Truly broken operations are trying to run seq2hla on BAM, BED, BAI, &c files.

hammer commented 8 years ago

@smondet That's a strong claim that no one had thought about how to encode information about the assay that generated the FASTQ into the type system. I had always imagined that information would be available to workflow nodes. Claiming that there is a lot of information and new information that gets added all the time still does not justify not putting some of that information into the type system.

@iskandr note the comment above about "safe" an "unsafe" workflow nodes. I don't see why you wouldn't want some information available that can be explicitly ignored if you want but that can be used when safety is desired.

ihodes commented 8 years ago

@iskandr I'm saying exactly that; you might want to run some random data through some random tool; the proposal does not prevent this from happening. Rather, it lets a pipeline writer decide it they want to be "safer". This does not remove any flexibility.

iskandr commented 8 years ago

@hammer Using extensible variants to annotate a FASTQ with a collection of tags might work, especially if tag conformity checking is a special "safe" mode for Biokepi. What would it look it to workflow authors to distinguish between safe and unsafe modes?

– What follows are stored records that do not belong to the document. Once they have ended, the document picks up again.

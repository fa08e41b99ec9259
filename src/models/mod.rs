//! API data models
//!
//! This module contains record payload types and HTTP request bodies.

pub mod record;
pub mod requests;
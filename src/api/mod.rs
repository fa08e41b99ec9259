//! HTTP API layer
//!
//! Routes requests onto the aggregator and the category clients.

pub mod endpoints;
pub mod lookups;
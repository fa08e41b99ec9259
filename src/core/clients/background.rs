//! Background check client
//!
//! Checkr handles employment screening; iDenfy covers U.S. criminal records.

use super::{missing_credential, mock_detail, payload};
use crate::core::category::Category;
use crate::core::client::{RecordClient, RecordError};
use crate::core::config::RequestConfig;
use crate::core::constants::{base_url, message};
use crate::core::credentials::{CredentialSet, is_set};
use crate::core::http::{HttpSession, UpstreamError};
use crate::models::record::{Filters, Record, SearchQuery};
use async_trait::async_trait;
use serde_json::json;

const CATEGORY: Category = Category::Background;

/// Default Checkr screening package
pub const DEFAULT_PACKAGE: &str = "basic";

pub struct BackgroundCheckClient {
    session: HttpSession,
    checkr_key: Option<String>,
    idenfy_key: Option<String>,
}

impl BackgroundCheckClient {
    pub fn new(credentials: &CredentialSet, config: &RequestConfig) -> Result<Self, UpstreamError> {
        let primary_key = credentials
            .checkr_api_key
            .clone()
            .or_else(|| credentials.background_api_key.clone());

        Ok(Self {
            session: HttpSession::new(base_url::CHECKR, primary_key, config)?,
            checkr_key: credentials.checkr_api_key.clone(),
            idenfy_key: credentials.idenfy_api_key.clone(),
        })
    }

    /// Start a Checkr screening for a candidate
    pub fn create_checkr_screening(
        &self,
        candidate_email: &str,
        package: &str,
        candidate: &Filters,
    ) -> Record {
        if !is_set(&self.checkr_key) {
            return missing_credential(
                CATEGORY,
                "checkr",
                "Checkr API key required. Visit https://checkr.com for access.",
            );
        }

        payload(
            CATEGORY,
            json!({
                "source": "checkr",
                "candidate_email": candidate_email,
                "package": package,
                "candidate": candidate,
                "base_url": base_url::CHECKR,
                "available_screenings": [
                    "criminal_background",
                    "continuous_monitoring",
                    "motor_vehicle_records",
                    "employment_verification",
                    "education_verification",
                    "international_checks",
                    "sex_offender_registry",
                ],
                "features": [
                    "branded_candidate_portal",
                    "webhook_notifications",
                    "customizable_packages",
                    "compliance_ready",
                ],
                "message": "Mock implementation. Configure API key to use real Checkr API.",
            }),
        )
    }

    /// U.S. criminal record search through iDenfy
    ///
    /// `dob` is `YYYY-MM-DD`; `location` an address or state.
    pub fn search_criminal_records(
        &self,
        name: &str,
        dob: Option<&str>,
        location: Option<&str>,
    ) -> Record {
        if !is_set(&self.idenfy_key) {
            return missing_credential(
                CATEGORY,
                "idenfy",
                "iDenfy API key required. Visit https://www.idenfy.com for access.",
            );
        }

        payload(
            CATEGORY,
            json!({
                "source": "idenfy",
                "name": name,
                "dob": dob,
                "location": location,
                "base_url": base_url::IDENFY,
                "coverage": "All U.S. states and jurisdictions",
                "includes": [
                    "court_records",
                    "arrest_warrants",
                    "blacklist_databases",
                    "watchlists",
                    "adverse_media",
                ],
                "response_time": "Seconds",
                "message": "Mock implementation. Configure API key to use real iDenfy API.",
            }),
        )
    }

    pub fn get_continuous_monitoring(&self, candidate_id: &str) -> Record {
        payload(
            CATEGORY,
            json!({
                "candidate_id": candidate_id,
                "monitoring_types": [
                    "continuous_criminal_monitoring",
                    "continuous_mvr",
                ],
                "message": message::MOCK,
            }),
        )
    }
}

#[async_trait]
impl RecordClient for BackgroundCheckClient {
    fn category(&self) -> Category {
        CATEGORY
    }

    async fn search(&self, query: &SearchQuery) -> Result<Record, RecordError> {
        Ok(payload(
            CATEGORY,
            json!({
                "query": query.text(),
                "filters": query.filters(),
                "available_checks": [
                    "criminal_records",
                    "employment_verification",
                    "education_verification",
                    "motor_vehicle_records",
                    "sex_offender_registry",
                    "global_watchlist",
                ],
                "message": message::MOCK,
            }),
        ))
    }

    async fn get_record(&self, record_id: &str) -> Result<Record, RecordError> {
        Ok(mock_detail(CATEGORY, "record_id", record_id))
    }

    fn session(&self) -> &HttpSession {
        &self.session
    }
}

#[cfg(test)]
mod tests {
    use super::*;

    fn client(credentials: CredentialSet) -> BackgroundCheckClient {
        BackgroundCheckClient::new(&credentials, &RequestConfig::default()).unwrap()
    }

    #[tokio::test]
    async fn test_search_lists_available_checks() {
        let query = SearchQuery::new("Jane Roe", Filters::new()).unwrap();
        let record = client(CredentialSet::default()).search(&query).await.unwrap();
        assert_eq!(record["api_type"], json!("background_check"));
        assert_eq!(record["available_checks"].as_array().unwrap().len(), 6);
    }

    #[test]
    fn test_checkr_requires_key() {
        let record = client(CredentialSet::default()).create_checkr_screening(
            "jane@example.com",
            DEFAULT_PACKAGE,
            &Filters::new(),
        );
        assert_eq!(record["source"], json!("checkr"));
        assert!(record.get("candidate_email").is_none());
    }

    #[test]
    fn test_checkr_with_key() {
        let record = client(CredentialSet {
            checkr_api_key: Some("ck".to_string()),
            ..Default::default()
        })
        .create_checkr_screening("jane@example.com", "pro", &Filters::new());
        assert_eq!(record["candidate_email"], json!("jane@example.com"));
        assert_eq!(record["package"], json!("pro"));
    }

    #[test]
    fn test_background_key_alone_does_not_unlock_checkr() {
        let record = client(CredentialSet {
            background_api_key: Some("generic".to_string()),
            ..Default::default()
        })
        .create_checkr_screening("jane@example.com", DEFAULT_PACKAGE, &Filters::new());
        assert!(record["message"].as_str().unwrap().contains("Checkr API key required"));
    }

    #[test]
    fn test_criminal_records() {
        let locked = client(CredentialSet::default()).search_criminal_records("Jane Roe", None, None);
        assert!(locked["message"].as_str().unwrap().contains("iDenfy"));

        let unlocked = client(CredentialSet {
            idenfy_api_key: Some("id".to_string()),
            ..Default::default()
        })
        .search_criminal_records("Jane Roe", Some("1980-01-01"), None);
        assert_eq!(unlocked["dob"], json!("1980-01-01"));
        assert_eq!(unlocked["location"], json!(null));
    }

    #[test]
    fn test_continuous_monitoring() {
        let record = client(CredentialSet::default()).get_continuous_monitoring("cand-1");
        assert_eq!(record["candidate_id"], json!("cand-1"));
    }
}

iskandr commented 8 years ago

@ihodes I'm probably misunderstanding what's being discussed then -- where is the choice for a pipeline author? It seems like it's up to all the wrapped tools to decide which FASTQs they accept or reject.

By the way, are we going to add similar meta-data to BAMs? It seems like there's more room for mistakes in mixing e.g. sorted vs. unsorted BAMs.

smondet commented 8 years ago

@iskandr sortedness of bams is already in use (it has a real impact because we can sort only "if necessary")

Bams have an [RNA | DNA ] tag that we don't use anywhere.

https://github.com/hammerlab/biokepi/blob/master/src/lib/common.ml#L87

ihodes commented 8 years ago

@iskandr This could be implemented for any data type, sure.

The way @rleonid described it, a pipeline writer could, for example, annotate their FASTQ as a Some DNA fastq, and a tool could make on this annotation and ensure that it's known to be able to handle DNA fastqs.

If the pipeline writer wanted to run on a tool that isn't known to accept a DNA fastq, the fastq would remain unannotated; with the default None fastq type. All tools would match on the None case and allow the tool to (attempt to) run on that data.